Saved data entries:
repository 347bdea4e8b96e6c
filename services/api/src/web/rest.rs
//! services/api/src/web/rest.rs
//!
//! The master definition for the OpenAPI specification of the JSON endpoints.

use crate::web::auth::{AuthResponse, LoginForm, SignupForm};
use crate::web::chat::{AskError, AskForm, AskResponse};
use utoipa::OpenApi;

#[derive(OpenApi)]
#[openapi(
    paths(
        crate::web::auth::login_handler,
        crate::web::auth::signup_handler,
        crate::web::chat::ask_handler,
    ),
    components(
        schemas(LoginForm, SignupForm, AuthResponse, AskForm, AskResponse, AskError)
    ),
    tags(
        (name = "College Assistant API", description = "Login and question endpoints for the college chat assistant.")
    )
)]
pub struct ApiDoc;
//! services/api/src/adapters/session_store.rs
//!
//! Process-local implementation of the `SessionStore` port. Sessions live only as
//! long as the process does.

use async_trait::async_trait;
use chrono::{DateTime, Utc};
use college_assistant_core::domain::{Identity, SessionRecord};
use college_assistant_core::ports::{PortError, PortResult, SessionStore};
use std::collections::HashMap;
use tokio::sync::RwLock;
use uuid::Uuid;

/// An in-memory session store keyed by the opaque session id.
#[derive(Default)]
pub struct MemorySessionStore {
    sessions: RwLock<HashMap<String, SessionRecord>>,
}

impl MemorySessionStore {
    pub fn new() -> Self {
        Self::default()
    }

    pub async fn len(&self) -> usize {
        self.sessions.read().await.len()
    }
}

#[async_trait]
impl SessionStore for MemorySessionStore {
    async fn create_session(
        &self,
        identity: &Identity,
        display_name: Option<&str>,
        expires_at: DateTime<Utc>,
    ) -> PortResult<SessionRecord> {
        let record = SessionRecord {
            id: Uuid::new_v4().to_string(),
            user_id: identity.user_id.clone(),
            email: identity.email.clone(),
            display_name: display_name.map(str::to_string),
            created_at: Utc::now(),
            expires_at,
        };
        self.sessions
            .write()
            .await
            .insert(record.id.clone(), record.clone());
        Ok(record)
    }

    async fn validate_session(&self, session_id: &str) -> PortResult<SessionRecord> {
        let now = Utc::now();
        {
            let sessions = self.sessions.read().await;
            match sessions.get(session_id) {
                None => return Err(PortError::NotFound(format!("session {}", session_id))),
                Some(record) if !record.is_expired_at(now) => return Ok(record.clone()),
                Some(_) => {}
            }
        }

        // Expired: evict under the write lock, re-checking in case it was replaced.
        let mut sessions = self.sessions.write().await;
        if sessions
            .get(session_id)
            .is_some_and(|record| record.is_expired_at(now))
        {
            sessions.remove(session_id);
        }
        Err(PortError::NotFound(format!("session {} has expired", session_id)))
    }

    async fn delete_session(&self, session_id: &str) -> PortResult<()> {
        self.sessions.write().await.remove(session_id);
        Ok(())
    }

    async fn purge_expired(&self) -> PortResult<usize> {
        let now = Utc::now();
        let mut sessions = self.sessions.write().await;
        let before = sessions.len();
        sessions.retain(|_, record| !record.is_expired_at(now));
        Ok(before - sessions.len())
    }
}
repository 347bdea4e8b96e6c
pub mod adapters;
pub mod config;
pub mod error;
pub mod web;
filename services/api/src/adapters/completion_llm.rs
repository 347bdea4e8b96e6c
//! services/api/src/adapters/completion_llm.rs
//!
//! This module contains the adapter for the chat-completion LLM.
//! It implements the `CompletionService` port from the `core` crate against any
//! OpenAI-compatible endpoint (Groq in production).

use async_openai::{
    config::OpenAIConfig,
    error::OpenAIError,
    types::chat::{
        ChatCompletionRequestMessage, ChatCompletionRequestSystemMessageArgs,
        ChatCompletionRequestUserMessageArgs, CreateChatCompletionRequestArgs,
    },
    Client,
};
use async_trait::async_trait;
use college_assistant_core::{
    domain::{ChatMessage, ChatRole},
    ports::{CompletionService, PortError, PortResult},
    prompt::build_messages,
};
use tracing::debug;

const TEMPERATURE: f32 = 0.5;

//=========================================================================================
// The Main Adapter Struct
//=========================================================================================

/// An adapter that implements `CompletionService` using an OpenAI-compatible LLM.
#[derive(Clone)]
pub struct OpenAiCompletionAdapter {
    client: Client<OpenAIConfig>,
    model: String,
    max_tokens: u32,
}

impl OpenAiCompletionAdapter {
    /// Creates a new `OpenAiCompletionAdapter`.
    pub fn new(client: Client<OpenAIConfig>, model: String, max_tokens: u32) -> Self {
        Self {
            client,
            model,
            max_tokens,
        }
    }

    /// Builds a client for an OpenAI-compatible API at `api_base`.
    pub fn client_for(api_key: &str, api_base: &str) -> Client<OpenAIConfig> {
        Client::with_config(
            OpenAIConfig::new()
                .with_api_key(api_key)
                .with_api_base(api_base),
        )
    }
}

fn to_request_message(message: ChatMessage) -> PortResult<ChatCompletionRequestMessage> {
    let built = match message.role {
        ChatRole::System => ChatCompletionRequestSystemMessageArgs::default()
            .content(message.content)
            .build()
            .map(ChatCompletionRequestMessage::from),
        ChatRole::User => ChatCompletionRequestUserMessageArgs::default()
            .content(message.content)
            .build()
            .map(ChatCompletionRequestMessage::from),
    };
    built.map_err(|e| PortError::Unexpected(e.to_string()))
}

//=========================================================================================
// `CompletionService` Trait Implementation
//=========================================================================================

#[async_trait]
impl CompletionService for OpenAiCompletionAdapter {
    async fn complete(&self, user_query: &str, system_prompt: Option<&str>) -> PortResult<String> {
        let messages = build_messages(user_query, system_prompt)
            .into_iter()
            .map(to_request_message)
            .collect::<PortResult<Vec<_>>>()?;

        debug!(
            model = %self.model,
            message_count = messages.len(),
            "Sending chat completion request"
        );

        #[allow(deprecated)]
        let request = CreateChatCompletionRequestArgs::default()
            .model(&self.model)
            .messages(messages)
            .temperature(TEMPERATURE)
            .max_tokens(self.max_tokens)
            .build()
            .map_err(|e| PortError::Unexpected(e.to_string()))?;

        let response = self
            .client
            .chat()
            .create(request)
            .await
            .map_err(|e: OpenAIError| PortError::Upstream(e.to_string()))?;

        let choice = response.choices.into_iter().next().ok_or_else(|| {
            PortError::InvalidResponse("completion returned no choices".to_string())
        })?;

        choice.message.content.ok_or_else(|| {
            PortError::InvalidResponse("completion choice contained no text content".to_string())
        })
    }
}
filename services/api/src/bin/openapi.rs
//! services/api/src/bin/openapi.rs
//!
//! Writes the OpenAPI document for the login, signup and ask endpoints.
//! Usage: `openapi [OUTPUT]` (defaults to `openapi.json`).

use api_lib::web::rest::ApiDoc;
use utoipa::OpenApi;

fn main() -> Result<(), Box<dyn std::error::Error>> {
    let output = std::env::args()
        .nth(1)
        .unwrap_or_else(|| "openapi.json".to_string());

    let spec_json = ApiDoc::openapi().to_pretty_json()?;
    std::fs::write(&output, spec_json)?;
    println!("OpenAPI specification written to {}", output);
    Ok(())
}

What you are asked to do: Nothing may be dropped or altered. Copy every line above.

Task result:
repository 347bdea4e8b96e6c
filename services/api/src/web/rest.rs
//! services/api/src/web/rest.rs
//!
//! The master definition for the OpenAPI specification of the JSON endpoints.

use crate::web::auth::{AuthResponse, LoginForm, SignupForm};
use crate::web::chat::{AskError, AskForm, AskResponse};
use utoipa::OpenApi;

#[derive(OpenApi)]
#[openapi(
    paths(
        crate::web::auth::login_handler,
        crate::web::auth::signup_handler,
        crate::web::chat::ask_handler,
    ),
    components(
        schemas(LoginForm, SignupForm, AuthResponse, AskForm, AskResponse, AskError)
    ),
    tags(
        (name = "College Assistant API", description = "Login and question endpoints for the college chat assistant.")
    )
)]
pub struct ApiDoc;
//! services/api/src/adapters/session_store.rs
//!
//! Process-local implementation of the `SessionStore` port. Sessions live only as
//! long as the process does.

use async_trait::async_trait;
use chrono::{DateTime, Utc};
use college_assistant_core::domain::{Identity, SessionRecord};
use college_assistant_core::ports::{PortError, PortResult, SessionStore};
use std::collections::HashMap;
use tokio::sync::RwLock;
use uuid::Uuid;

/// An in-memory session store keyed by the opaque session id.
#[derive(Default)]
pub struct MemorySessionStore {
    sessions: RwLock<HashMap<String, SessionRecord>>,
}

impl MemorySessionStore {
    pub fn new() -> Self {
        Self::default()
    }

    pub async fn len(&self) -> usize {
        self.sessions.read().await.len()
    }
}

#[async_trait]
impl SessionStore for MemorySessionStore {
    async fn create_session(
        &self,
        identity: &Identity,
        display_name: Option<&str>,
        expires_at: DateTime<Utc>,
    ) -> PortResult<SessionRecord> {
        let record = SessionRecord {
            id: Uuid::new_v4().to_string(),
            user_id: identity.user_id.clone(),
            email: identity.email.clone(),
            display_name: display_name.map(str::to_string),
            created_at: Utc::now(),
            expires_at,
        };
        self.sessions
            .write()
            .await
            .insert(record.id.clone(), record.clone());
        Ok(record)
    }

    async fn validate_session(&self, session_id: &str) -> PortResult<SessionRecord> {
        let now = Utc::now();
        {
            let sessions = self.sessions.read().await;
            match sessions.get(session_id) {
                None => return Err(PortError::NotFound(format!("session {}", session_id))),
                Some(record) if !record.is_expired_at(now) => return Ok(record.clone()),
                Some(_) => {}
            }
        }

        // Expired: evict under the write lock, re-checking in case it was replaced.
        let mut sessions = self.sessions.write().await;
        if sessions
            .get(session_id)
            .is_some_and(|record| record.is_expired_at(now))
        {
            sessions.remove(session_id);
        }
        Err(PortError::NotFound(format!("session {} has expired", session_id)))
    }

    async fn delete_session(&self, session_id: &str) -> PortResult<()> {
        self.sessions.write().await.remove(session_id);
        Ok(())
    }

    async fn purge_expired(&self) -> PortResult<usize> {
        let now = Utc::now();
        let mut sessions = self.sessions.write().await;
        let before = sessions.len();
        sessions.retain(|_, record| !record.is_expired_at(now));
        Ok(before - sessions.len())
    }
}
repository 347bdea4e8b96e6c
pub mod adapters;
pub mod config;
pub mod error;
pub mod web;
filename services/api/src/adapters/completion_llm.rs
repository 347bdea4e8b96e6c
//! services/api/src/adapters/completion_llm.rs
//!
//! This module contains the adapter for the chat-completion LLM.
//! It implements the `CompletionService` port from the `core` crate against any
//! OpenAI-compatible endpoint (Groq in production).

use async_openai::{
    config::OpenAIConfig,
    error::OpenAIError,
    types::chat::{
        ChatCompletionRequestMessage, ChatCompletionRequestSystemMessageArgs,
        ChatCompletionRequestUserMessageArgs, CreateChatCompletionRequestArgs,
    },
    Client,
};
use async_trait::async_trait;
use college_assistant_core::{
    domain::{ChatMessage, ChatRole},
    ports::{CompletionService, PortError, PortResult},
    prompt::build_messages,
};
use tracing::debug;

const TEMPERATURE: f32 = 0.5;

//=========================================================================================
// The Main Adapter Struct
//=========================================================================================

/// An adapter that implements `CompletionService` using an OpenAI-compatible LLM.
#[derive(Clone)]
pub struct OpenAiCompletionAdapter {
    client: Client<OpenAIConfig>,
    model: String,
    max_tokens: u32,
}

impl OpenAiCompletionAdapter {
    /// Creates a new `OpenAiCompletionAdapter`.
    pub fn new(client: Client<OpenAIConfig>, model: String, max_tokens: u32) -> Self {
        Self {
            client,
            model,
            max_tokens,
        }
    }

    /// Builds a client for an OpenAI-compatible API at `api_base`.
    pub fn client_for(api_key: &str, api_base: &str) -> Client<OpenAIConfig> {
        Client::with_config(
            OpenAIConfig::new()
                .with_api_key(api_key)
                .with_api_base(api_base),
        )
    }
}

fn to_request_message(message: ChatMessage) -> PortResult<ChatCompletionRequestMessage> {
    let built = match message.role {
        ChatRole::System => ChatCompletionRequestSystemMessageArgs::default()
            .content(message.content)
            .build()
            .map(ChatCompletionRequestMessage::from),
        ChatRole::User => ChatCompletionRequestUserMessageArgs::default()
            .content(message.content)
            .build()
            .map(ChatCompletionRequestMessage::from),
    };
    built.map_err(|e| PortError::Unexpected(e.to_string()))
}

//=========================================================================================
// `CompletionService` Trait Implementation
//=========================================================================================

#[async_trait]
impl CompletionService for OpenAiCompletionAdapter {
    async fn complete(&self, user_query: &str, system_prompt: Option<&str>) -> PortResult<String> {
        let messages = build_messages(user_query, system_prompt)
            .into_iter()
            .map(to_request_message)
            .collect::<PortResult<Vec<_>>>()?;

        debug!(
            model = %self.model,
            message_count = messages.len(),
            "Sending chat completion request"
        );

        #[allow(deprecated)]
        let request = CreateChatCompletionRequestArgs::default()
            .model(&self.model)
            .messages(messages)
            .temperature(TEMPERATURE)
            .max_tokens(self.max_tokens)
            .build()
            .map_err(|e| PortError::Unexpected(e.to_string()))?;

        let response = self
            .client
            .chat()
            .create(request)
            .await
            .map_err(|e: OpenAIError| PortError::Upstream(e.to_string()))?;

        let choice = response.choices.into_iter().next().ok_or_else(|| {
            PortError::InvalidResponse("completion returned no choices".to_string())
        })?;

        choice.message.content.ok_or_else(|| {
            PortError::InvalidResponse("completion choice contained no text content".to_string())
        })
    }
}
filename services/api/src/bin/openapi.rs
//! services/api/src/bin/openapi.rs
//!
//! Writes the OpenAPI document for the login, signup and ask endpoints.
//! Usage: `openapi [OUTPUT]` (defaults to `openapi.json`).

use api_lib::web::rest::ApiDoc;
use utoipa::OpenApi;

fn main() -> Result<(), Box<dyn std::error::Error>> {
    let output = std::env::args()
        .nth(1)
        .unwrap_or_else(|| "openapi.json".to_string());

    let spec_json = ApiDoc::openapi().to_pretty_json()?;
    std::fs::write(&output, spec_json)?;
    println!("OpenAPI specification written to {}", output);
    Ok(())
}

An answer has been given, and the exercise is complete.